Task requirements:
For the entries below, work out how many lines contain the string "yellow" and write only the number.

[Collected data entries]
============

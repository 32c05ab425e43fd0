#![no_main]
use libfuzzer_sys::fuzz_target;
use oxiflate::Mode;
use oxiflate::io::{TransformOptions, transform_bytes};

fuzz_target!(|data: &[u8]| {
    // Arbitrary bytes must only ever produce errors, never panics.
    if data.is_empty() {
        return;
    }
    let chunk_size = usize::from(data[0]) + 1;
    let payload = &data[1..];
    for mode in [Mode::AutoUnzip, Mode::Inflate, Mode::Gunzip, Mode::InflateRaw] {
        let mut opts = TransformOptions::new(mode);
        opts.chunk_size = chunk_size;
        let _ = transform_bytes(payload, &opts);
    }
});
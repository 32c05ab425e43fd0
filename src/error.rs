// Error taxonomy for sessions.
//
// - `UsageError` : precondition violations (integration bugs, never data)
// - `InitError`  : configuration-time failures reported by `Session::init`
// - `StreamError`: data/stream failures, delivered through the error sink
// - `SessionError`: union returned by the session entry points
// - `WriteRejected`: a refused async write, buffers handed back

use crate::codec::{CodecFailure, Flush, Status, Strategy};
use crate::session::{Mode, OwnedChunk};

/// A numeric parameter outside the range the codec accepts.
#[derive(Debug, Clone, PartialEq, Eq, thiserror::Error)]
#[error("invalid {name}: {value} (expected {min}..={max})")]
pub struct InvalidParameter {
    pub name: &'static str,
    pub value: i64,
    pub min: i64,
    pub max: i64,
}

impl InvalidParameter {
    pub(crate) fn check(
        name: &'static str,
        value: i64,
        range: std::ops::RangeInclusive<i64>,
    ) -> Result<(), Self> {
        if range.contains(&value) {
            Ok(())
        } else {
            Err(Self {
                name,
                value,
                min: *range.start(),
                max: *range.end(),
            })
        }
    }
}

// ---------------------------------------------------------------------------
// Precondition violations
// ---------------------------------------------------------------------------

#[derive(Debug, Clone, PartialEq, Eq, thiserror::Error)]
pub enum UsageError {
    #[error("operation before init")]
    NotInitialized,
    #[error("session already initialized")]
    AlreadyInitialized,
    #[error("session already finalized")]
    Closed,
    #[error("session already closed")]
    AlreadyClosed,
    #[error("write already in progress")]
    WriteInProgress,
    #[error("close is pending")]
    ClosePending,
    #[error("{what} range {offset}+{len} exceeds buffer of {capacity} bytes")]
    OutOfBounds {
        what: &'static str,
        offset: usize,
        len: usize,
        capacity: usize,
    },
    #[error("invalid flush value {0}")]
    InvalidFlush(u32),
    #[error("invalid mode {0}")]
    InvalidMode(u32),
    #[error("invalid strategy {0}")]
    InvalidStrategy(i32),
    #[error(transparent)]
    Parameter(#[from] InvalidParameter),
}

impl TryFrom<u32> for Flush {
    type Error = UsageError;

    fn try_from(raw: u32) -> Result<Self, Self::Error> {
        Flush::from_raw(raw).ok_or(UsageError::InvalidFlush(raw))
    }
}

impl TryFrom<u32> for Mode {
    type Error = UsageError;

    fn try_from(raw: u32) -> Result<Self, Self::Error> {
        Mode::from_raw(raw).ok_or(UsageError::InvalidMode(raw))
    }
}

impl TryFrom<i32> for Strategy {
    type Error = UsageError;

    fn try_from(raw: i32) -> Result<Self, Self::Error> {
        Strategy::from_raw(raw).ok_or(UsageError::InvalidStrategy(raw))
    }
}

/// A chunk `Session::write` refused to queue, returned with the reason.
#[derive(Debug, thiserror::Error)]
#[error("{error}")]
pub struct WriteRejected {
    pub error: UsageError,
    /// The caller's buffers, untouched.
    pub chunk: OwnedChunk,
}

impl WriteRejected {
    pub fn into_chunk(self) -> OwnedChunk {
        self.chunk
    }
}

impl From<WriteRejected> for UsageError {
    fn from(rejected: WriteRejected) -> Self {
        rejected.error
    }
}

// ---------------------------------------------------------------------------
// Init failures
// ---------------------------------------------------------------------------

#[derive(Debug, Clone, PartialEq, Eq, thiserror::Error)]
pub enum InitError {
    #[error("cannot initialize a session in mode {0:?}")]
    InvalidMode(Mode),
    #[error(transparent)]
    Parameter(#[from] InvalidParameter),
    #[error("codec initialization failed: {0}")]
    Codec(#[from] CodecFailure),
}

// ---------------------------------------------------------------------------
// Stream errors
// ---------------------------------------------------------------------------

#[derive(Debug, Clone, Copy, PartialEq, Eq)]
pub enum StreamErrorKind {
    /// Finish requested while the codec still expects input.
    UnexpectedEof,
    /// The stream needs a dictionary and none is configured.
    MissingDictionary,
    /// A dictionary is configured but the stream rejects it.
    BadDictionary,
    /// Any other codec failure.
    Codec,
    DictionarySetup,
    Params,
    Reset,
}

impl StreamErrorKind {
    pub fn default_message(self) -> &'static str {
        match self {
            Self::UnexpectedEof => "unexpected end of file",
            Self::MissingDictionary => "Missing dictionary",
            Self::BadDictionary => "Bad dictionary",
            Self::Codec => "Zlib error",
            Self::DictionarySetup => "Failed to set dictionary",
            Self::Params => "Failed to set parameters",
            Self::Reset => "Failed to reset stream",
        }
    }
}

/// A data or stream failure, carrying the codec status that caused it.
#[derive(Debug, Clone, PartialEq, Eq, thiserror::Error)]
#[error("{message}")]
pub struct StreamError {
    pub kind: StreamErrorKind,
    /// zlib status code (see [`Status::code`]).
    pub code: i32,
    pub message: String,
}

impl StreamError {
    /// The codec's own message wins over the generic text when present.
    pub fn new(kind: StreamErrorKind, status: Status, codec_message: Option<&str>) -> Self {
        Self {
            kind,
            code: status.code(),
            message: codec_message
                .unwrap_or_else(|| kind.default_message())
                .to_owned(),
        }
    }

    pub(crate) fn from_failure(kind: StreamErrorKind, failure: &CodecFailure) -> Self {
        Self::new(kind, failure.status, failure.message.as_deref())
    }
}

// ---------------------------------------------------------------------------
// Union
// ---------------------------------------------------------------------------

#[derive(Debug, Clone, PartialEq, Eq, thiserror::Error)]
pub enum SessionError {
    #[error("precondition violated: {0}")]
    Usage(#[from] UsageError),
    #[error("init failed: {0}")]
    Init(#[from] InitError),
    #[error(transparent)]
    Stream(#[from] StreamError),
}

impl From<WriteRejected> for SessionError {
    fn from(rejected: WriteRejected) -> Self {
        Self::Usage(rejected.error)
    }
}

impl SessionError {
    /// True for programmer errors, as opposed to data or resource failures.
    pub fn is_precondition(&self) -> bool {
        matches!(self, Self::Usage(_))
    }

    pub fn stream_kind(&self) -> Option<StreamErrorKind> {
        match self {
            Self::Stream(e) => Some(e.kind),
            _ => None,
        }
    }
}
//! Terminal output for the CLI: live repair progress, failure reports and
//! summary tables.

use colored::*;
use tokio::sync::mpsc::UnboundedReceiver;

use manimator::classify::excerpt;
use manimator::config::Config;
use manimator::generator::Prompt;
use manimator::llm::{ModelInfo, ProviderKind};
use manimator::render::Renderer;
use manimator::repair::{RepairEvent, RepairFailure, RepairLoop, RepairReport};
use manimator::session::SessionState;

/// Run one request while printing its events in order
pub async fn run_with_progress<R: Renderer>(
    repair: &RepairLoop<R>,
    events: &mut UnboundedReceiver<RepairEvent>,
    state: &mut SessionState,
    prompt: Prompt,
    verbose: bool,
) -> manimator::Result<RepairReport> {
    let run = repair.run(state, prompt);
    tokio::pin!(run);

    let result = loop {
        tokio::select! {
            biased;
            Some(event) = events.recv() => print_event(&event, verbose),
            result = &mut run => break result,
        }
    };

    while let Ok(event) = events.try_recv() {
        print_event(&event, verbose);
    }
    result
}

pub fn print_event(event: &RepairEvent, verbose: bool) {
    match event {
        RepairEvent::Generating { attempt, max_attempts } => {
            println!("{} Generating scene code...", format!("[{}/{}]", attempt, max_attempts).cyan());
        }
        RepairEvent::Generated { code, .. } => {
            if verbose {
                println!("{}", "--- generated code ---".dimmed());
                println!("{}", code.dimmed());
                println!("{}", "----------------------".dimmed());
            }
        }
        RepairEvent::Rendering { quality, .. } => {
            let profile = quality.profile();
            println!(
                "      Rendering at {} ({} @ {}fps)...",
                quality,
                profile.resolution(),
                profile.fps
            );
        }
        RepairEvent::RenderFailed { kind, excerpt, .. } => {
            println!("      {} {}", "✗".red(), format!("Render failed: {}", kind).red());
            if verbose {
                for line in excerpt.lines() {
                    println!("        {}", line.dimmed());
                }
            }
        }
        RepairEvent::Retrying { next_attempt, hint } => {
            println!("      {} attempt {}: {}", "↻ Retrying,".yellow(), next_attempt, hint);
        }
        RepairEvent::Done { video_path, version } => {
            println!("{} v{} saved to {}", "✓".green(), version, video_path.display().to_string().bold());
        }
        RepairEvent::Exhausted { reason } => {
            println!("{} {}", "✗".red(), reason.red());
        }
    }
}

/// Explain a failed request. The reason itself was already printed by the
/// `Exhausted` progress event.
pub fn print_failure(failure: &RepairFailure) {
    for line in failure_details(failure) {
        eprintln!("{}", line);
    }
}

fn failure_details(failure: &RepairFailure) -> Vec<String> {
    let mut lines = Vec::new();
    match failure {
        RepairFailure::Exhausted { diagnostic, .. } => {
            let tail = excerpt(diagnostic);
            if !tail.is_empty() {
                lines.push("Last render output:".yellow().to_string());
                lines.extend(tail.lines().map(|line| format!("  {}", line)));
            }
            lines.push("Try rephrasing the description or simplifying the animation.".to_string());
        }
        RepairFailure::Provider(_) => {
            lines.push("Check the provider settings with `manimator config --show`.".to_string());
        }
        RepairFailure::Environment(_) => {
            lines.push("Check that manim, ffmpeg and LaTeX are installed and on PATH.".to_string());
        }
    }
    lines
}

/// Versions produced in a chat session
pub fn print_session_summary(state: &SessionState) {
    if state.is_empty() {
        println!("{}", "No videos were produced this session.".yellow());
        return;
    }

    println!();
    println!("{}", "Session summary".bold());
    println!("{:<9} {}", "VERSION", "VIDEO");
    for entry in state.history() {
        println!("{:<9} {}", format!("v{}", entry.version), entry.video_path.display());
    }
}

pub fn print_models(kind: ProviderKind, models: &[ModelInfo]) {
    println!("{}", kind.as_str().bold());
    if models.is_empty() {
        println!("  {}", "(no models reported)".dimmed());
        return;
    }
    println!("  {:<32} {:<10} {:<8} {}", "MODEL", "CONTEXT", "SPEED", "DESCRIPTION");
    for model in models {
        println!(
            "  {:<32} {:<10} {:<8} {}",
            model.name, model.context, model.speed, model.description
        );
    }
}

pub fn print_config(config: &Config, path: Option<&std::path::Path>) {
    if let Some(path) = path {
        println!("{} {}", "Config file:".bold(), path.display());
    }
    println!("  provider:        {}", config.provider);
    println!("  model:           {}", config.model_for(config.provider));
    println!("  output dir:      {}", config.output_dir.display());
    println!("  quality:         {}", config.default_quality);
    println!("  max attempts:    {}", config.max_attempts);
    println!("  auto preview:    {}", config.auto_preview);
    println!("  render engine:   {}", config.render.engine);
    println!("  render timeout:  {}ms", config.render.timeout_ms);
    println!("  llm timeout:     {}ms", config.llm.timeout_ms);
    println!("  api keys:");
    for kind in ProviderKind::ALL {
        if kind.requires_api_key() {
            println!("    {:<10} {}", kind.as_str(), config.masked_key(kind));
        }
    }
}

============

Response below:
3